What you are asked to do: Only lines with the word "crate" belong in the answer; copy them from the records below.

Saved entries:
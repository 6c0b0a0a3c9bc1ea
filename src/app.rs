//! Winit Application Framework
//!
//! Drives one window, one [`Context`] and (with the `gui` feature) one
//! [`GuiOverlay`](crate::gui::GuiOverlay) from a winit event loop.
//!
//! # Overview
//!
//! - [`App`]: builder holding the [`ContextSettings`]
//! - [`AppHandler`]: the trait a demo implements
//! - `AppRunner`: internal `ApplicationHandler`
//!
//! Window events go to the GUI first; events it does not consume are passed
//! to the handler. Close requests exit the loop, resizes reconfigure the
//! surface, and redraws run one frame:
//!
//! ```text
//! gui.begin_frame → handler.ui → gui.end_frame
//! ctx.surface_texture_view → handler.render → gui.render
//! ctx.submit(scene, gui) → ctx.present
//! ```
//!
//! The first error returned by `init` or `render` stops the loop and is
//! returned from [`App::run`].
//!
//! # Example
//!
//! ```rust,ignore
//! struct Demo { /* pipelines, buffers */ }
//!
//! impl AppHandler for Demo {
//!     fn init(ctx: &Context) -> Result<Self> { /* ... */ }
//!
//!     fn render(&mut self, ctx: &Context, view: &wgpu::TextureView) -> Result<wgpu::CommandBuffer> {
//!         /* ... */
//!     }
//! }
//!
//! fn main() -> ember::errors::Result<()> {
//!     ember::logging::init();
//!     App::new().with_title("Demo").run::<Demo>()
//! }
//! ```

use winit::application::ApplicationHandler;
use winit::event::WindowEvent;
use winit::event_loop::{ActiveEventLoop, ControlFlow, EventLoop};
use winit::window::WindowId;

use crate::context::Context;
use crate::errors::{EmberError, Result};
use crate::settings::ContextSettings;

#[cfg(feature = "gui")]
use crate::gui::GuiOverlay;

/// Application behavior.
pub trait AppHandler: Sized + 'static {
    /// Called once after the context is created.
    fn init(ctx: &Context) -> Result<Self>;

    /// Handles a window event the GUI did not consume. Return `true` to
    /// consume it: a consumed close request does not exit and a consumed
    /// redraw renders nothing. The surface is resized either way.
    #[allow(unused_variables)]
    fn on_event(&mut self, ctx: &Context, event: &WindowEvent) -> bool {
        false
    }

    /// Builds this frame's GUI.
    #[cfg(feature = "gui")]
    #[allow(unused_variables)]
    fn ui(&mut self, ctx: &Context, gui: &egui::Context) {}

    /// Records the scene into `view`.
    fn render(&mut self, ctx: &Context, view: &wgpu::TextureView) -> Result<wgpu::CommandBuffer>;
}

/// Application builder.
pub struct App {
    settings: ContextSettings,
}

impl App {
    #[must_use]
    pub fn new() -> Self {
        Self {
            settings: ContextSettings::default(),
        }
    }

    #[must_use]
    pub fn with_title(mut self, title: impl Into<String>) -> Self {
        self.settings.title = title.into();
        self
    }

    #[must_use]
    pub fn with_settings(mut self, settings: ContextSettings) -> Self {
        self.settings = settings;
        self
    }

    /// Runs the event loop until the window closes or a frame fails.
    ///
    /// # Errors
    ///
    /// Event loop creation failures (including a second event loop in the
    /// same process), and the first error from `init` or `render`.
    pub fn run<H: AppHandler>(self) -> Result<()> {
        let event_loop = EventLoop::new()?;
        event_loop.set_control_flow(ControlFlow::Poll);

        let mut runner = AppRunner::<H>::new(self.settings);
        event_loop.run_app(&mut runner)?;

        match runner.error.take() {
            Some(e) => Err(e),
            None => Ok(()),
        }
    }
}

impl Default for App {
    fn default() -> Self {
        Self::new()
    }
}

struct AppRunner<H: AppHandler> {
    settings: ContextSettings,
    // Dropped in this order: handler resources, GUI, then the context.
    handler: Option<H>,
    #[cfg(feature = "gui")]
    gui: Option<GuiOverlay>,
    ctx: Option<Context>,
    error: Option<EmberError>,
}

impl<H: AppHandler> AppRunner<H> {
    fn new(settings: ContextSettings) -> Self {
        Self {
            settings,
            handler: None,
            #[cfg(feature = "gui")]
            gui: None,
            ctx: None,
            error: None,
        }
    }

    fn fail(&mut self, event_loop: &ActiveEventLoop, error: EmberError) {
        log::error!("Fatal error: {error}");
        if self.error.is_none() {
            self.error = Some(error);
        }
        event_loop.exit();
    }

    fn initialize(&mut self, event_loop: &ActiveEventLoop) -> Result<()> {
        let ctx = Context::new(event_loop, &self.settings)?;
        #[cfg(feature = "gui")]
        {
            self.gui = Some(GuiOverlay::new(&ctx));
        }
        self.handler = Some(H::init(&ctx)?);
        self.ctx = Some(ctx);
        Ok(())
    }

    fn render_frame(&mut self) -> Result<()> {
        let (Some(ctx), Some(handler)) = (&mut self.ctx, &mut self.handler) else {
            return Ok(());
        };

        let size = ctx.window().inner_size();
        if size.width == 0 || size.height == 0 {
            return Ok(());
        }
        let Some(view) = ctx.try_surface_texture_view()? else {
            return Ok(());
        };

        #[cfg(feature = "gui")]
        if let Some(gui) = &mut self.gui {
            let window = ctx.window().clone();
            gui.begin_frame(&window);
            handler.ui(ctx, gui.context());
            gui.end_frame(&window);
        }

        let mut commands = vec![handler.render(ctx, &view)?];

        #[cfg(feature = "gui")]
        if let Some(gui) = &mut self.gui {
            commands.extend(gui.render(ctx, &view)?);
        }

        ctx.submit(commands);
        drop(view);
        ctx.present()
    }
}

impl<H: AppHandler> ApplicationHandler for AppRunner<H> {
    fn resumed(&mut self, event_loop: &ActiveEventLoop) {
        if self.ctx.is_some() || self.error.is_some() {
            return;
        }
        if let Err(e) = self.initialize(event_loop) {
            self.fail(event_loop, e);
            return;
        }
        log::info!("Initialization complete");
    }

    fn window_event(&mut self, event_loop: &ActiveEventLoop, _window_id: WindowId, event: WindowEvent) {
        let (Some(ctx), Some(handler)) = (&mut self.ctx, &mut self.handler) else {
            return;
        };

        #[cfg(feature = "gui")]
        if let Some(gui) = &mut self.gui
            && gui.handle_event(ctx.window(), &event)
        {
            return;
        }

        if let WindowEvent::Resized(size) = event {
            ctx.resize(size.width, size.height);
        }

        if handler.on_event(ctx, &event) {
            return;
        }

        match event {
            WindowEvent::CloseRequested => event_loop.exit(),
            WindowEvent::RedrawRequested => {
                if let Err(e) = self.render_frame() {
                    self.fail(event_loop, e);
                }
            }
            _ => {}
        }
    }

    fn about_to_wait(&mut self, _event_loop: &ActiveEventLoop) {
        if let Some(ctx) = &self.ctx {
            ctx.window().request_redraw();
        }
    }
}
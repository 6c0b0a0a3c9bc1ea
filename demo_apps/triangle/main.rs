//! Triangle
//!
//! One vertex buffer, one pipeline without bind groups, and a GUI window
//! that edits the clear color.

use std::process::ExitCode;

use ember::primitives::POSITION_COLOR;
use ember::{
    App, AppHandler, Buffer, ColorAttachment, Context, FragmentState, Geometry, RenderPassDescriptor,
    RenderPipeline, RenderPipelineDescriptor, Result, VertexBuffer, VertexBufferLayout, VertexState, egui,
    wgpu,
};

const SHADER: &str = r"
struct VertexOut {
    @builtin(position) position: vec4f,
    @location(0) color: vec3f,
}

@vertex
fn vs(@location(0) position: vec3f, @location(1) color: vec3f) -> VertexOut {
    var out: VertexOut;
    out.position = vec4f(position, 1.0);
    out.color = color;
    return out;
}

@fragment
fn fs(in: VertexOut) -> @location(0) vec4f {
    return vec4f(in.color, 1.0);
}
";

#[rustfmt::skip]
const VERTICES: [f32; 18] = [
     0.0,  0.5, 0.0,   1.0, 0.0, 0.0,
    -0.5, -0.5, 0.0,   0.0, 1.0, 0.0,
     0.5, -0.5, 0.0,   0.0, 0.0, 1.0,
];

struct Triangle {
    vertices: Buffer,
    pipeline: RenderPipeline,
    clear: [f32; 3],
}

impl AppHandler for Triangle {
    fn init(ctx: &Context) -> Result<Self> {
        let vertices = Buffer::vertex(ctx, Some("Triangle Vertices"), &VERTICES)?;
        let pipeline = RenderPipeline::new(
            ctx,
            &RenderPipelineDescriptor {
                label: Some("Triangle"),
                source: SHADER,
                bind_groups: Vec::new(),
                vertex: VertexState {
                    entry_point: "vs",
                    buffers: vec![VertexBufferLayout::packed(0, &POSITION_COLOR)],
                },
                primitive: wgpu::PrimitiveState::default(),
                fragment: FragmentState::single("fs", ctx.surface_format()),
                multisample: wgpu::MultisampleState::default(),
                depth_stencil: None,
            },
        )?;

        Ok(Self {
            vertices,
            pipeline,
            clear: [0.05, 0.05, 0.08],
        })
    }

    fn ui(&mut self, _ctx: &Context, gui: &egui::Context) {
        egui::Window::new("Triangle").show(gui, |ui| {
            ui.horizontal(|ui| {
                ui.label("Clear color");
                ui.color_edit_button_rgb(&mut self.clear);
            });
        });
    }

    fn render(&mut self, ctx: &Context, view: &wgpu::TextureView) -> Result<wgpu::CommandBuffer> {
        let geometry = Geometry::new(
            wgpu::PrimitiveState::default(),
            vec![VertexBuffer::new(
                &self.vertices,
                VertexBufferLayout::packed(0, &POSITION_COLOR),
            )],
            3,
        )?;
        let [r, g, b] = self.clear.map(f64::from);

        let mut encoder = ctx.create_command_encoder(Some("Triangle Encoder"))?;
        let mut pass = encoder.render_pass(&RenderPassDescriptor::new(
            Some("Triangle Pass"),
            vec![ColorAttachment::clear(view, wgpu::Color { r, g, b, a: 1.0 })],
        ));
        pass.set_pipeline(&self.pipeline);
        pass.draw(&geometry);
        pass.end();
        Ok(encoder.finish())
    }
}

fn main() -> ExitCode {
    ember::logging::init();
    match App::new().with_title("Triangle").run::<Triangle>() {
        Ok(()) => ExitCode::SUCCESS,
        Err(e) => {
            log::error!("Triangle exited with error: {e}");
            ExitCode::FAILURE
        }
    }
}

Task answer:
//! [`GuiOverlay`](crate::gui::GuiOverlay) from a winit event loop.
use crate::context::Context;
use crate::errors::{EmberError, Result};
use crate::settings::ContextSettings;
use crate::gui::GuiOverlay;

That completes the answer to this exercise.